使用Nokogiri刮取整个HTML标记

时间:2014-05-05 14:04:05

标签: html css ruby html-parsing nokogiri

我到处搜索,我发现只是用Nokogiri进行CSS选择,我所追求的只是摆脱所有HTML标签。

例如:

<html>
   <head><title>My webpage</title></head>
   <body>
   <h1>Hello Webpage!</h1>
   <div id="references">
      <p><a href="http://www.google.com">Click here</a> to go to the search engine Google</p>
      <p>Or you can <a href="http://www.bing.com">click here to go</a> to Microsoft Bing.</p>
      <p>Don't want to learn Ruby?

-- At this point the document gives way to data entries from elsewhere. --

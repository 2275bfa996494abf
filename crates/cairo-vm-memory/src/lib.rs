//! Segmented memory of the Cairo VM.
//!
//! Memory is split into independently growing segments. Each cell is written at most once and
//! holds either a field element or a relocatable address into another segment. Once execution
//! ends, segments are laid out one after the other in a flat address space.

pub mod address;
pub mod errors;
pub mod memory;
pub mod value;

pub use address::MemoryAddress;
pub use errors::MemoryError;
pub use memory::{EXECUTION_SEGMENT, Memory, PROGRAM_SEGMENT, Segment};
pub use value::MemoryValue;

Then give <a href="http://learnpythonthehardway.org/">Zed Shaw's Learn Python the Hard Way</a> a try</p>
   </div>

   <div id="funstuff">
      <p>Here are some entertaining links:</p>
      <ul>
         <li><a href="http://youtube.com">YouTube</a></li>
         <li><a data-category="news" href="http://reddit.com">Reddit</a></li>
         <li><a href="http://kathack.com/">Kathack</a></li>
         <li><a data-category="news" href="http://www.nytimes.com">New York Times</a></li>
      </ul>
   </div>

   <p>Thank you for reading my webpage!</p>

   </body>
<p>Addition</p>
</html> 
Extra content

应该ouptut as:

Hello Webpage!

Click here to go to the search engine Google

Or you can click here to go to Microsoft Bing.

Don't want to learn Ruby? Then give Zed Shaw's Learn Python the Hard Way a try

Here are some entertaining links:

YouTube
Reddit
Kathack
New York Times
Thank you for reading my webpage!
Addition
Extra content

如何使用Nokogiri做到这一点?还有什么我可以做其他代码,如Javascript?

2 个答案:

答案 0 :(得分:1)

require 'nokogiri'

html = %q{ 
  <html>
   <head><title>My webpage</title></head>
   <body>
   <h1>Hello Webpage!</h1>
   <div id="references">
     <p><a href="http://www.google.com">Click here</a> to go to the search engine Google</p>
     <p>Or you can <a href="http://www.bing.com">click here to go</a> to Microsoft Bing.</p>
     <p>Don't want to learn Ruby? Then give <a href="http://learnpythonthehardway.org/">Zed Shaw's    Learn Python the Hard Way</a> a try</p>
   </div>

   <div id="funstuff">
    <p>Here are some entertaining links:</p>
    <ul>
     <li><a href="http://youtube.com">YouTube</a></li>
     <li><a data-category="news" href="http://reddit.com">Reddit</a></li>
     <li><a href="http://kathack.com/">Kathack</a></li>
     <li><a data-category="news" href="http://www.nytimes.com">New York Times</a></li>
     </ul>
   </div>

   <p>Thank you for reading my webpage!</p>

   </body>
</html>
}

doc = Nokogiri::XML(html)
body = doc.search('body')
puts body.text.gsub(/<.*?\/?>/, '')

答案 1 :(得分:0)

有很多方法可以做你想做的事情,我会考虑使用包裹Nokogiri的丝瓜络。

在丝瓜络你会做类似的事情:

document = Loofah.fragment(html)
document.scrub!(:prune).text

Prune scrub删除所有不安全的标记和子树,文本输出每个节点的新行字符。